Every scientific data export includes version metadata:

def create_export_manifest(
    output_path: Path,
    version: str,
    include_git_info: bool = True,
    include_system_info: bool = True
) -> dict:
    """Create manifest with full provenance metadata.

    Embeds git commit hash, branch, dirty flag, and system info
    in export manifest for complete reproducibility.
    """
    manifest = {
        "export_timestamp": datetime.now(timezone.utc).isoformat(),
        "version": version,
    }

    if include_git_info:
        try:
            # Capture commit hash (primary identifier)
            commit = subprocess.check_output(
                ["git", "rev-parse", "HEAD"],
                text=True
            ).strip()
            manifest["git_commit"] = commit
            manifest["git_commit_short"] = commit[:7]

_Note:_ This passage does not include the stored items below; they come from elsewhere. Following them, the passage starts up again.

//! Configuration for mbox2eml

use serde::{Deserialize, Serialize};
use std::path::Path;

use crate::eml::LineEnding;
use crate::error::{Mbox2EmlError, Result};

/// Top-level configuration
#[derive(Debug, Clone, Default, Deserialize, Serialize)]
pub struct Config {
    #[serde(default)]
    pub logging: LoggingConfig,
    #[serde(default)]
    pub convert: ConvertConfig,
}

/// Logging configuration
#[derive(Debug, Clone, Deserialize, Serialize)]
pub struct LoggingConfig {
    /// Level or filter directive (e.g., "info", "mbox2eml=debug")
    #[serde(default = "default_level")]
    pub level: String,
    /// Output format
    #[serde(default)]
    pub format: LogFormat,
}

/// Log line format
#[derive(Debug, Clone, Copy, Default, PartialEq, Eq, Deserialize, Serialize)]
#[serde(rename_all = "lowercase")]
pub enum LogFormat {
    #[default]
    Pretty,
    Compact,
    Json,
}

/// Conversion settings
#[derive(Debug, Clone, Deserialize, Serialize)]
pub struct ConvertConfig {
    /// Line terminators written to .eml files
    #[serde(default)]
    pub line_ending: LineEnding,
    /// Log progress every N messages (0 = never)
    #[serde(default = "default_progress_interval")]
    pub progress_interval: usize,
}

fn default_level() -> String {
    "info".to_string()
}

fn default_progress_interval() -> usize {
    500
}

impl Default for LoggingConfig {
    fn default() -> Self {
        Self {
            level: default_level(),
            format: LogFormat::default(),
        }
    }
}

impl Default for ConvertConfig {
    fn default() -> Self {
        Self {
            line_ending: LineEnding::default(),
            progress_interval: default_progress_interval(),
        }
    }
}

impl Config {
    /// Load configuration from a TOML file
    pub fn from_file<P: AsRef<Path>>(path: P) -> Result<Self> {
        let content = std::fs::read_to_string(path.as_ref()).map_err(|e| {
            Mbox2EmlError::Config(format!("{}: {}", path.as_ref().display(), e))
        })?;

        toml::from_str(&content).map_err(|e| Mbox2EmlError::Config(e.to_string()))
    }
}
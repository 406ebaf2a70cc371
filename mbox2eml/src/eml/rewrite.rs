//! In-place header replacement on raw message bytes

use std::path::Path;
use tracing::debug;

use super::headers::{line_ending, parse_fields};
use crate::error::{Mbox2EmlError, Result};

/// Replace the first `name` field of `raw` with `name: value`.
///
/// Folded continuation lines of the old field are dropped; every other byte of
/// the message is kept as-is.
pub fn replace_header(raw: &[u8], name: &str, value: &str) -> Result<Vec<u8>> {
    let fields = parse_fields(raw).map_err(|e| {
        Mbox2EmlError::Parse(format!("line {}: {}", e.line, e.reason))
    })?;

    let field = fields
        .iter()
        .find(|f| f.is(name))
        .ok_or_else(|| Mbox2EmlError::HeaderNotFound(name.to_string()))?;

    let old = &raw[field.span.clone()];
    let mut out = Vec::with_capacity(raw.len() + value.len());
    out.extend_from_slice(&raw[..field.span.start]);
    out.extend_from_slice(field.name.as_bytes());
    out.extend_from_slice(b": ");
    out.extend_from_slice(value.as_bytes());
    out.extend_from_slice(line_ending(old));
    out.extend_from_slice(&raw[field.span.end..]);

    Ok(out)
}

/// Read `input`, replace one header and write the result to `output`.
pub fn rewrite_file(
    input: impl AsRef<Path>,
    output: impl AsRef<Path>,
    name: &str,
    value: &str,
) -> Result<()> {
    let (input, output) = (input.as_ref(), output.as_ref());

    let raw = std::fs::read(input).map_err(|e| Mbox2EmlError::from_io(input, e))?;
    let rewritten = replace_header(&raw, name, value)?;
    std::fs::write(output, rewritten).map_err(|e| Mbox2EmlError::from_io(output, e))?;

    debug!(
        input = %input.display(),
        output = %output.display(),
        header = name,
        "Rewrote header"
    );
    Ok(())
}
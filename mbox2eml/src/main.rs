//! mbox2eml command line tool
//!
//! # Usage
//!
//! ```bash
//! # Split an archive into output/1.eml, output/2.eml, ...
//! mbox2eml convert --file 1.mbox --output-dir output
//!
//! # Show subject, sender, recipients, date and plain text body
//! mbox2eml read output/1.eml
//!
//! # Replace the To header
//! mbox2eml modify output/1.eml modified.eml --value user@example.com
//! ```

use anyhow::Context;
use clap::{Parser, Subcommand};
use mbox2eml::eml::{self, EmlSummary, LineEnding};
use mbox2eml::{Config, Converter};
use std::path::PathBuf;
use tracing::{debug, info};

#[derive(Parser)]
#[command(name = "mbox2eml", version)]
#[command(about = "Convert mbox archives to individual .eml files", long_about = None)]
struct Cli {
    /// Configuration file (TOML)
    #[arg(short, long, global = true)]
    config: Option<PathBuf>,

    /// Enable debug logging
    #[arg(short, long, global = true)]
    verbose: bool,

    #[command(subcommand)]
    command: Commands,
}

#[derive(Subcommand)]
enum Commands {
    /// Convert an mbox file into numbered .eml files
    Convert {
        /// Path to the input mbox file, eg. 1.mbox
        #[arg(short, long)]
        file: PathBuf,
        /// Path to the output directory, eg. output
        #[arg(short, long, alias = "output_dir")]
        output_dir: PathBuf,
        /// Line terminators for the written files
        #[arg(long, value_enum)]
        line_ending: Option<LineEnding>,
    },
    /// Print the envelope and plain text body of an .eml file
    Read {
        /// Path to the .eml file
        eml_file: PathBuf,
    },
    /// Replace a header in an .eml file and write the result
    Modify {
        /// Input .eml file
        input: PathBuf,
        /// Output .eml file
        output: PathBuf,
        /// Header to replace
        #[arg(long, default_value = "To")]
        header: String,
        /// New header value
        #[arg(long, default_value = "user@example.com")]
        value: String,
    },
}

fn main() -> anyhow::Result<()> {
    let cli = Cli::parse();

    let mut config = match &cli.config {
        Some(path) => Config::from_file(path)?,
        None => Config::default(),
    };
    if cli.verbose {
        config.logging.level = "debug".to_string();
    }

    mbox2eml::logging::init(&config.logging)?;
    debug!("mbox2eml v{}", env!("CARGO_PKG_VERSION"));

    match cli.command {
        Commands::Convert {
            file,
            output_dir,
            line_ending,
        } => {
            if let Some(line_ending) = line_ending {
                config.convert.line_ending = line_ending;
            }

            let report = Converter::new(&config.convert)
                .convert(&file, &output_dir)
                .with_context(|| format!("Failed to convert {}", file.display()))?;

            info!(output = %output_dir.display(), "Done");
            println!(
                "Converted {} message(s), {} failed",
                report.converted, report.failed
            );
        }
        Commands::Read { eml_file } => {
            let summary = EmlSummary::from_file(&eml_file)
                .with_context(|| format!("Failed to read {}", eml_file.display()))?;
            println!("{summary}");
        }
        Commands::Modify {
            input,
            output,
            header,
            value,
        } => {
            eml::rewrite_file(&input, &output, &header, &value)
                .with_context(|| format!("Failed to modify {}", input.display()))?;
            println!("Modified content written to {}", output.display());
        }
    }

    Ok(())
}
//! MBOX format handling
//!
//! Splits an mbox byte stream into individual records. The stream is read as
//! raw bytes, so archives carrying 8-bit or non-UTF-8 content are fine.

use chrono::{DateTime, Utc};
use std::io::BufRead;

use crate::error::RecordError;

const SEPARATOR: &[u8] = b"From ";

/// MBOX reader yielding one record per `From ` separator
pub struct MboxReader<R: BufRead> {
    reader: R,
    current_line: Vec<u8>,
    message_count: u64,
    eof: bool,
    /// Flag indicating we already have a From_ line in current_line
    has_pending_from: bool,
    /// Leading data before the first From_ line has been dealt with
    preamble_checked: bool,
}

impl<R: BufRead> MboxReader<R> {
    /// Create a new MBOX reader
    pub fn new(reader: R) -> Self {
        Self {
            reader,
            current_line: Vec::new(),
            message_count: 0,
            eof: false,
            has_pending_from: false,
            preamble_checked: false,
        }
    }

    /// Read the next message from the MBOX stream
    ///
    /// Returns `Ok(None)` at end of input. A record-level problem is returned as
    /// `Err`; the reader stays usable and the next call moves on to the next record.
    pub fn read_message(&mut self) -> Result<Option<MboxMessage>, RecordError> {
        if self.eof {
            return Ok(None);
        }

        if !self.preamble_checked {
            self.preamble_checked = true;
            let skipped = self.skip_preamble()?;
            if skipped > 0 {
                return Err(RecordError::MissingSeparator(skipped));
            }
            if self.eof {
                return Ok(None);
            }
        }

        if !self.has_pending_from && !self.find_separator()? {
            return Ok(None);
        }
        self.has_pending_from = false;

        let (from, date) = parse_from_line(&self.current_line);

        // Read the message content until next From_ line or EOF
        let mut content = Vec::new();

        loop {
            self.current_line.clear();
            let bytes_read = self.next_line()?;

            if bytes_read == 0 {
                self.eof = true;
                break;
            }

            if self.current_line.starts_with(SEPARATOR) {
                // Preserve the separator for the next call
                self.has_pending_from = true;
                break;
            }

            content.extend_from_slice(unquote_from(&self.current_line));
        }

        trim_separator(&mut content);
        self.message_count += 1;

        Ok(Some(MboxMessage {
            from,
            date,
            content,
        }))
    }

    /// Get the number of messages read
    pub fn message_count(&self) -> u64 {
        self.message_count
    }

    /// Consume everything before the first From_ line.
    ///
    /// Returns how many non-blank bytes were found there.
    fn skip_preamble(&mut self) -> Result<usize, RecordError> {
        let mut stray = 0usize;
        loop {
            self.current_line.clear();
            if self.next_line()? == 0 {
                self.eof = true;
                return Ok(stray);
            }
            if self.current_line.starts_with(SEPARATOR) {
                self.has_pending_from = true;
                return Ok(stray);
            }
            stray += self
                .current_line
                .iter()
                .filter(|b| !b.is_ascii_whitespace())
                .count();
        }
    }

    fn find_separator(&mut self) -> Result<bool, RecordError> {
        loop {
            self.current_line.clear();
            if self.next_line()? == 0 {
                self.eof = true;
                return Ok(false);
            }
            if self.current_line.starts_with(SEPARATOR) {
                return Ok(true);
            }
        }
    }

    fn next_line(&mut self) -> Result<usize, RecordError> {
        self.reader
            .read_until(b'\n', &mut self.current_line)
            .map_err(|e| {
                // A failed read leaves the stream position undefined
                self.eof = true;
                RecordError::Io(e)
            })
    }
}

impl<R: BufRead> Iterator for MboxReader<R> {
    type Item = Result<MboxMessage, RecordError>;

    fn next(&mut self) -> Option<Self::Item> {
        self.read_message().transpose()
    }
}

/// Undo mboxrd quoting: `>From ` becomes `From `, `>>From ` becomes `>From `.
fn unquote_from(line: &[u8]) -> &[u8] {
    let quotes = line.iter().take_while(|&&b| b == b'>').count();
    if quotes > 0 && line[quotes..].starts_with(SEPARATOR) {
        &line[1..]
    } else {
        line
    }
}

/// Drop the single blank line that separates this record from the next one.
fn trim_separator(content: &mut Vec<u8>) {
    for eol in [&b"\r\n"[..], b"\n"] {
        if let Some(rest) = content.strip_suffix(eol) {
            if rest.is_empty() || rest.ends_with(b"\n") {
                content.truncate(rest.len());
                return;
            }
        }
    }
}

/// Parse the From_ line to extract sender and date
fn parse_from_line(line: &[u8]) -> (String, Option<DateTime<Utc>>) {
    // Format: "From sender@example.com Wed Dec 25 12:00:00 2024"
    let line = String::from_utf8_lossy(line);
    let mut parts = line.trim_end().splitn(3, ' ').skip(1);

    let from_addr = match parts.next() {
        Some(addr) if !addr.is_empty() => addr.to_string(),
        _ => "MAILER-DAEMON".to_string(),
    };

    let date = parts.next().and_then(parse_mbox_date);

    (from_addr, date)
}

/// Parse MBOX date format
fn parse_mbox_date(date_str: &str) -> Option<DateTime<Utc>> {
    // Common MBOX date format: "Wed Dec 25 12:00:00 2024"
    // Single-digit days are space padded, so collapse runs of whitespace first
    let normalized = date_str.split_whitespace().collect::<Vec<_>>().join(" ");
    chrono::NaiveDateTime::parse_from_str(&normalized, "%a %b %d %H:%M:%S %Y")
        .ok()
        .map(|dt| dt.and_utc())
}

/// A message from an MBOX file
#[derive(Debug, Clone)]
pub struct MboxMessage {
    /// Sender from the From_ line
    pub from: String,
    /// Date from the From_ line
    pub date: Option<DateTime<Utc>>,
    /// Raw message content (headers + body)
    pub content: Vec<u8>,
}

#[cfg(test)]
mod tests {
    use super::*;
    use chrono::Datelike;
    use std::io::Cursor;

    fn read_all(data: &[u8]) -> Vec<Result<MboxMessage, RecordError>> {
        MboxReader::new(Cursor::new(data.to_vec())).collect()
    }

    #[test]
    fn test_mbox_read_two_messages() {
        let data = b"From test@example.com Wed Dec 25 12:00:00 2024\n\
Subject: Test\n\nHello World\n\n\
From test2@example.com Thu Dec 26 08:30:00 2024\n\
Subject: Test 2\n\nHello Again\n";

        let mut reader = MboxReader::new(Cursor::new(&data[..]));

        let msg1 = reader.read_message().unwrap().unwrap();
        assert_eq!(msg1.from, "test@example.com");
        assert_eq!(msg1.content, b"Subject: Test\n\nHello World\n");
        assert_eq!(msg1.date.unwrap().day(), 25);

        let msg2 = reader.read_message().unwrap().unwrap();
        assert_eq!(msg2.from, "test2@example.com");
        assert_eq!(msg2.content, b"Subject: Test 2\n\nHello Again\n");

        assert!(reader.read_message().unwrap().is_none());
        assert_eq!(reader.message_count(), 2);
    }

    #[test]
    fn test_empty_input_yields_nothing() {
        assert!(read_all(b"").is_empty());
        assert!(read_all(b"\n\n  \n").is_empty());
    }

    #[test]
    fn test_preamble_is_one_failed_record() {
        let data = b"garbage line\nFrom a@b Mon Jan  1 00:00:00 2024\nSubject: ok\n\nbody\n";
        let items = read_all(data);

        assert_eq!(items.len(), 2);
        assert!(matches!(items[0], Err(RecordError::MissingSeparator(11))));
        assert_eq!(items[1].as_ref().unwrap().content, b"Subject: ok\n\nbody\n");
    }

    #[test]
    fn test_binary_without_separator() {
        let items = read_all(b"\x00\xFF\xFF\xFF");
        assert_eq!(items.len(), 1);
        assert!(matches!(items[0], Err(RecordError::MissingSeparator(4))));
    }

    #[test]
    fn test_from_quoting_is_undone_once() {
        let data = b"From a@b Mon Jan  1 00:00:00 2024\n\nbody\n>From here\n>>From there\n";
        let items = read_all(data);

        assert_eq!(
            items[0].as_ref().unwrap().content,
            b"\nbody\nFrom here\n>From there\n"
        );
    }

    #[test]
    fn test_crlf_separator_is_trimmed() {
        let data = b"From a@b Mon Jan  1 00:00:00 2024\r\nSubject: x\r\n\r\nbody\r\n\r\nFrom c@d\r\n\r\nz\r\n";
        let items = read_all(data);

        assert_eq!(items.len(), 2);
        assert_eq!(items[0].as_ref().unwrap().content, b"Subject: x\r\n\r\nbody\r\n");
        assert_eq!(items[1].as_ref().unwrap().from, "c@d");
        assert!(items[1].as_ref().unwrap().date.is_none());
    }

    #[test]
    fn test_only_one_blank_line_is_trimmed() {
        let data = b"From a@b\nSubject: x\n\nHello\n\n\n\nFrom c@d\nSubject: y\n\n\nFrom e@f\n\n";
        let items = read_all(data);

        assert_eq!(items.len(), 3);
        assert_eq!(items[0].as_ref().unwrap().content, b"Subject: x\n\nHello\n\n\n");
        assert_eq!(items[1].as_ref().unwrap().content, b"Subject: y\n\n");
        assert!(items[2].as_ref().unwrap().content.is_empty());
    }

    #[test]
    fn test_record_without_separator_line_is_kept() {
        let data = b"From a@b\nSubject: x\n\nno trailing blank\nFrom c@d\nSubject: y\n\nend";
        let items = read_all(data);

        assert_eq!(items[0].as_ref().unwrap().content, b"Subject: x\n\nno trailing blank\n");
        assert_eq!(items[1].as_ref().unwrap().content, b"Subject: y\n\nend");
    }

    #[test]
    fn test_parse_from_line_defaults() {
        let (from, date) = parse_from_line(b"From  \n");
        assert_eq!(from, "MAILER-DAEMON");
        assert!(date.is_none());

        let (from, date) = parse_from_line(b"From MAILER-DAEMON Sat Mar  2 09:05:01 2024\n");
        assert_eq!(from, "MAILER-DAEMON");
        assert_eq!(date.unwrap().day(), 2);
    }

    #[test]
    fn test_non_utf8_content_survives() {
        let data = b"From a@b\nSubject: x\n\nInvalid \x80\x81 characters\n";
        let items = read_all(data);
        assert_eq!(
            items[0].as_ref().unwrap().content,
            b"Subject: x\n\nInvalid \x80\x81 characters\n"
        );
    }
}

            # Capture branch (context)
            try:
                branch = subprocess.check_output(
                    ["git", "rev-parse", "--abbrev-ref", "HEAD"],
                    text=True
                ).strip()
                if branch != "HEAD":  # Not in detached HEAD state
                    manifest["git_branch"] = branch
            except (subprocess.CalledProcessError, FileNotFoundError):
                pass

            # Flag uncommitted changes (critical for reproducibility)
            try:
                result = subprocess.check_output(
                    ["git", "status", "--porcelain"],
                    text=True
                ).strip()
                manifest["git_dirty"] = bool(result)
            except (subprocess.CalledProcessError, FileNotFoundError):
                pass

        except (subprocess.CalledProcessError, FileNotFoundError):
            logger.debug("Git information not available")
            manifest["git_commit"] = "unknown"

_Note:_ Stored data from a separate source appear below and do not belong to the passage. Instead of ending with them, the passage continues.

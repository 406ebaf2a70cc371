//! Message serialization
//!
//! Produces the standalone RFC 5322 bytes for one archive record.

use clap::ValueEnum;
use mail_parser::{MessageParser, MimeHeaders};
use serde::{Deserialize, Serialize};

use super::headers::{body_offset, parse_fields};
use crate::error::RecordError;
use crate::mbox::MboxMessage;

/// Capability: turn a record into the exact bytes of its `.eml` file.
pub trait MessageSerializer {
    fn serialize(&self, message: &MboxMessage) -> Result<Vec<u8>, RecordError>;
}

/// Line terminators written to `.eml` files
#[derive(Debug, Clone, Copy, Default, PartialEq, Eq, Serialize, Deserialize, ValueEnum)]
#[serde(rename_all = "lowercase")]
pub enum LineEnding {
    /// Keep whatever the archive used
    #[default]
    Preserve,
    /// Bare `\n`
    Lf,
    /// `\r\n`, as on the wire
    Crlf,
}

impl LineEnding {
    /// Rewrite line terminators in `bytes` according to this policy.
    pub fn apply(self, bytes: Vec<u8>) -> Vec<u8> {
        match self {
            Self::Preserve => bytes,
            Self::Lf => {
                let mut out = Vec::with_capacity(bytes.len());
                let mut iter = bytes.iter().peekable();
                while let Some(&b) = iter.next() {
                    if b == b'\r' && iter.peek() == Some(&&b'\n') {
                        continue;
                    }
                    out.push(b);
                }
                out
            }
            Self::Crlf => {
                let mut out = Vec::with_capacity(bytes.len() + bytes.len() / 32);
                let mut prev = 0u8;
                for &b in &bytes {
                    if b == b'\n' && prev != b'\r' {
                        out.push(b'\r');
                    }
                    out.push(b);
                    prev = b;
                }
                out
            }
        }
    }
}

/// Validates a record as RFC 5322 and emits its bytes unchanged
#[derive(Debug, Clone, Copy, Default)]
pub struct Rfc5322Serializer {
    line_ending: LineEnding,
}

impl Rfc5322Serializer {
    pub fn new(line_ending: LineEnding) -> Self {
        Self { line_ending }
    }

    fn validate(raw: &[u8]) -> Result<(), RecordError> {
        let fields = parse_fields(raw).map_err(|e| RecordError::MalformedHeader {
            line: e.line,
            reason: e.reason.to_string(),
        })?;

        // Nothing for a parser to look at: the whole record is body
        if fields.is_empty() {
            return Ok(());
        }

        let parsed = MessageParser::default()
            .parse(raw)
            .ok_or(RecordError::Unparseable)?;

        let Some(content_type) = parsed.content_type() else {
            return Ok(());
        };
        if !content_type.ctype().eq_ignore_ascii_case("multipart") {
            return Ok(());
        }

        let boundary = content_type
            .attribute("boundary")
            .filter(|b| !b.is_empty())
            .ok_or(RecordError::MissingBoundary)?;

        if !has_delimiters(&raw[body_offset(raw, &fields)..], boundary) {
            return Err(RecordError::TruncatedMultipart {
                boundary: boundary.to_string(),
            });
        }

        Ok(())
    }
}

impl MessageSerializer for Rfc5322Serializer {
    fn serialize(&self, message: &MboxMessage) -> Result<Vec<u8>, RecordError> {
        Self::validate(&message.content)?;
        Ok(self.line_ending.apply(message.content.clone()))
    }
}

/// Whether `body` contains both the opening and the closing delimiter line.
fn has_delimiters(body: &[u8], boundary: &str) -> bool {
    let open = format!("--{boundary}");
    let close = format!("--{boundary}--");
    let mut opened = false;

    for line in body.split(|&b| b == b'\n') {
        let line = line.strip_suffix(b"\r").unwrap_or(line);
        let line = trim_trailing_whitespace(line);
        if line == close.as_bytes() {
            return opened;
        }
        if line == open.as_bytes() {
            opened = true;
        }
    }

    false
}

fn trim_trailing_whitespace(line: &[u8]) -> &[u8] {
    let end = line
        .iter()
        .rposition(|&b| b != b' ' && b != b'\t')
        .map_or(0, |pos| pos + 1);
    &line[..end]
}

    if include_system_info:
        import platform
        import sys

        manifest["system_info"] = {
            "platform": platform.platform(),
            "python_version": sys.version,
            "hostname": platform.node(),
        }

    return manifest

Example output (manifest.json):

{
  "export_timestamp": "2025-10-08T19:30:00Z",
  "version": "1.0.0",
  "git_commit": "a1b2c3d4e5f6789012345678901234567890abcd",
  "git_commit_short": "a1b2c3d",
  "git_branch": "main",
  "git_dirty": false,
  "system_info": {
    "platform": "macOS-14.0-arm64",
    "python_version": "3.11.5",
    "hostname": "aafc-workstation-01"
  }
}

Pattern 2: Processing Run Metadata

Capture version at processing start:

def process_specimens(input_dir: Path, output_dir: Path):
    """Process specimens with full provenance tracking."""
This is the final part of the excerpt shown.